EM MINHA JUVENTUDE jamais imaginei que o mundo ficaria
do jeito que está. Lembro-me claramente do meu assombro
quando ouvi um CD (os primeiros eram enormes), do meu
espanto com a internet e de como me senti diante das imagens
dos confins do universo, geradas pelo telescópio Hubble.
O futuro chegou assustando prognósticos e profetas.
Assisti ao colapso do comunismo soviético, à ascensão da
teocracia islâmica e ao avanço da pandemia da aids na África. Marx
não acreditaria se lhe contassem que os proletários optaram pelo
consumo e arriaram a bandeira socialista em quase todos os países
onde o comunismo foi implantado. Che Guevara ficaria espantado
em saber que a guerrilha pós-moderna acontece no Iraque,
com características muito mais religiosas que ideológicas. Ele
choraria de tristeza se soubesse que os guerrilheiros colombianos
viraram bandidos comuns.
A história dos últimos cinqüenta anos ganhou velocidade, deu
guinadas mirabolantes, e, muitas vezes, homens e mulheres
agiram como se estivessem num estouro de boiada: todo mundo
se atropelando numa correria sem rumo.

A revolução sexual mudou conceitos de família. Os pais
ganharam novos papéis, os adolescentes passaram a procriar
prematuramente e os idosos perderam relevância com o fortalecimento
da indústria da beleza. As relações com parentes imediatos
tornaram-se distantes.
A popularização do Estatuto dos Direitos Universais do
Homem resgatou a luta pela dignidade dos deficientes físicos,
gerou maior resistência ao racismo e alargou o espaço das mulheres
para reivindicarem igualdade.
Em meus verdes anos como cristão, quando divagava sobre o
futuro, não considerava as mudanças que viriam sobre minha igreja.

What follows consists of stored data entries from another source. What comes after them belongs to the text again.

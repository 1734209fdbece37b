//! Unit of work executed by the pool.

use std::fmt;
use std::panic::{self, AssertUnwindSafe};
use std::time::{Duration, Instant};

use crate::TaskId;

/// Work carried by a task; receives the executing worker's ID (`None` outside the pool).
pub type Job = Box<dyn FnOnce(Option<usize>) + Send + 'static>;

#[derive(Debug, Clone, Copy, PartialEq, Eq)]
pub enum TaskState {
    Idle,
    Running,
    Ended,
}

/// One asynchronous call waiting for or running on a worker.
pub struct Task {
    id: TaskId,
    name: String,
    state: TaskState,
    created: Instant,
    started: Option<Instant>,
    ended: Option<Instant>,
    panicked: bool,
    /// When false the pool keeps a [`TaskReport`] after the task ends.
    pub auto_delete: bool,
    job: Option<Job>,
}

/// Timing summary of an ended task.
#[derive(Debug, Clone, PartialEq)]
pub struct TaskReport {
    pub id: TaskId,
    pub name: String,
    pub idle: Duration,
    pub execution: Duration,
    pub panicked: bool,
}

impl Task {
    pub fn new(id: TaskId, name: impl Into<String>, job: Job) -> Self {
        Self {
            id,
            name: name.into(),
            state: TaskState::Idle,
            created: Instant::now(),
            started: None,
            ended: None,
            panicked: false,
            auto_delete: true,
            job: Some(job),
        }
    }

    pub fn id(&self) -> TaskId {
        self.id
    }

    pub fn name(&self) -> &str {
        &self.name
    }

    pub fn state(&self) -> TaskState {
        self.state
    }

    /// Time spent queued before a worker picked the task up.
    pub fn idle_time(&self) -> Duration {
        match self.started {
            Some(started) => started - self.created,
            None => self.created.elapsed(),
        }
    }

    pub fn execution_time(&self) -> Duration {
        match (self.started, self.ended) {
            (Some(started), Some(ended)) => ended - started,
            (Some(started), None) => started.elapsed(),
            _ => Duration::ZERO,
        }
    }

    /// Runs the job once. A panic is caught here so it cannot take the worker down.
    pub fn run(&mut self, worker: Option<usize>) {
        let Some(job) = self.job.take() else {
            return;
        };
        self.state = TaskState::Running;
        self.started = Some(Instant::now());
        if let Err(payload) = panic::catch_unwind(AssertUnwindSafe(move || job(worker))) {
            let reason = payload
                .downcast_ref::<&str>()
                .map(|s| s.to_string())
                .or_else(|| payload.downcast_ref::<String>().cloned())
                .unwrap_or_else(|| "unknown panic".to_string());
            log::error!("Task {} ({}) panicked: {}", self.id, self.name, reason);
            self.panicked = true;
        }
        self.ended = Some(Instant::now());
        self.state = TaskState::Ended;
    }

    pub fn report(&self) -> TaskReport {
        TaskReport {
            id: self.id,
            name: self.name.clone(),
            idle: self.idle_time(),
            execution: self.execution_time(),
            panicked: self.panicked,
        }
    }
}

impl fmt::Debug for Task {
    fn fmt(&self, f: &mut fmt::Formatter<'_>) -> fmt::Result {
        f.debug_struct("Task")
            .field("id", &self.id)
            .field("name", &self.name)
            .field("state", &self.state)
            .field("auto_delete", &self.auto_delete)
            .finish()
    }
}

#[cfg(test)]
mod tests {
    use super::*;
    use std::sync::atomic::{AtomicUsize, Ordering};
    use std::sync::Arc;

    #[test]
    fn test_run_records_state_and_worker() {
        let seen = Arc::new(AtomicUsize::new(0));
        let seen2 = seen.clone();
        let mut task = Task::new(
            TaskId(1),
            "m.f",
            Box::new(move |worker| seen2.store(worker.unwrap_or(0) + 10, Ordering::SeqCst)),
        );
        assert_eq!(task.state(), TaskState::Idle);
        task.run(Some(3));
        assert_eq!(task.state(), TaskState::Ended);
        assert_eq!(seen.load(Ordering::SeqCst), 13);
        assert!(!task.report().panicked);
    }

    #[test]
    fn test_panic_is_contained() {
        let mut task = Task::new(TaskId(2), "m.boom", Box::new(|_| panic!("boom")));
        task.run(None);
        assert_eq!(task.state(), TaskState::Ended);
        assert!(task.report().panicked);
    }
}
#[cfg(test)]
mod tests {
    use super::*;

    fn math() -> Arc<Module> {
        let module = Module::new("Math");
        module.method("add").bind(|a: i32, b: i32| a + b).unwrap();
        module.method("scale").bind(|v: Vec<f32>, k: f32| v.into_iter().map(|x| x * k).collect::<Vec<f32>>()).unwrap();
        module.method("reset").bind(|| ()).unwrap();
        Arc::new(module)
    }

    #[test]
    fn test_typed_local_call() {
        let module = math();
        let proxy = Proxy::local(&module);
        assert!(proxy.is_local());
        assert_eq!(proxy.call::<i32, _>("add", (2, 3)).unwrap(), 5);
        let scaled: Vec<f32> = proxy.call("scale", (vec![1.0f32, 2.0], 2.0f32)).unwrap();
        approx::assert_relative_eq!(scaled[1], 4.0);
        proxy.call_void("add", (1, 1)).unwrap();
    }

    #[test]
    fn test_signature_errors_are_synchronous() {
        let module = math();
        let proxy = Proxy::local(&module);
        assert!(matches!(proxy.call::<i32, _>("add", (1,)), Err(BrokerError::ArityMismatch(_))));
        assert!(matches!(
            proxy.call::<i32, _>("add", (1, 2, 3)),
            Err(BrokerError::ArityMismatch(_))
        ));
        assert!(matches!(
            proxy.call::<i32, _>("add", (1, "x".to_string())),
            Err(BrokerError::TypeMismatch(_))
        ));
        assert!(matches!(proxy.call::<i32, _>("reset", ()), Err(BrokerError::TypeMismatch(_))));
        assert!(matches!(proxy.call::<i32, _>("nope", ()), Err(BrokerError::MethodNotFound(_))));
    }

    #[test]
    fn test_marshalled_fallback() {
        let module = math();
        let proxy = Proxy::local(&module);
        // i64 arguments do not match the native closure, so the call goes through Values
        assert_eq!(proxy.call::<i32, _>("add", (2i64, 3i64)).unwrap(), 5);
        let dynamic = proxy.call::<Value, _>("add", (Value::Int(1), Value::Int(1))).unwrap();
        assert_eq!(dynamic, Value::Int(2));
        assert_eq!(proxy.call_value("reset", Value::array()).unwrap(), None);
    }

    #[test]
    fn test_dropped_module_is_unreachable() {
        let module = math();
        let proxy = Proxy::local(&module);
        drop(module);
        assert!(matches!(proxy.call::<i32, _>("add", (1, 2)), Err(BrokerError::ModuleUnreachable(_))));
    }

    #[test]
    fn test_pcall_needs_broker() {
        let module = math();
        let proxy = Proxy::local(&module);
        assert!(proxy.pcall("add", (1, 2)).is_err());
        assert_eq!(proxy.method_list().unwrap(), vec!["add", "reset", "scale"]);
        assert_eq!(proxy.method_help("add").unwrap().arity(), 2);
        assert_eq!(proxy.module_info().unwrap().name, "Math");
    }

    #[test]
    fn test_version_and_inner_test() {
        let module = math();
        module.set_version("2.0");
        let proxy = Proxy::local(&module);
        assert_eq!(proxy.version().unwrap(), "2.0");
        assert!(!proxy.inner_test().unwrap());
        module.set_inner_test(|| true);
        assert!(proxy.inner_test().unwrap());
    }
}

Dei meus primeiros passos na fé na Igreja Presbiteriana Central
de Fortaleza. Cumpri ritos de iniciação, no batismo, para me
integrar completamente em minha nova comunidade. Fiz de tudo
para enriquecê-la. Evangelizei, organizei congressos de jovens, dei
aulas na escola dominical. Ali, fiz bons amigos que ainda hoje
permanecem como referenciais para mim.
Nossos cultos seguiam rigorosamente a mesma liturgia, sempre
com reverência. A música vinha de um órgão. Cantávamos com
um hinário e depois ouvíamos o coral. As ofertas, trazidas ao
gazofilácio, precediam o sermão de vinte minutos. Ocasionalmente,
fazia-se um apelo de conversão — com poucos decididos.
O culto terminava com um tríplice amém. Como nossa igreja
não era muito grande, nos conhecíamos intimamente. Gastávamos
horas conversando no terraço. Respirávamos um ambiente
comunitário. Muitas vezes, havia fofocas, mas chorávamos
quando alguém sofria; nos amávamos como uma família.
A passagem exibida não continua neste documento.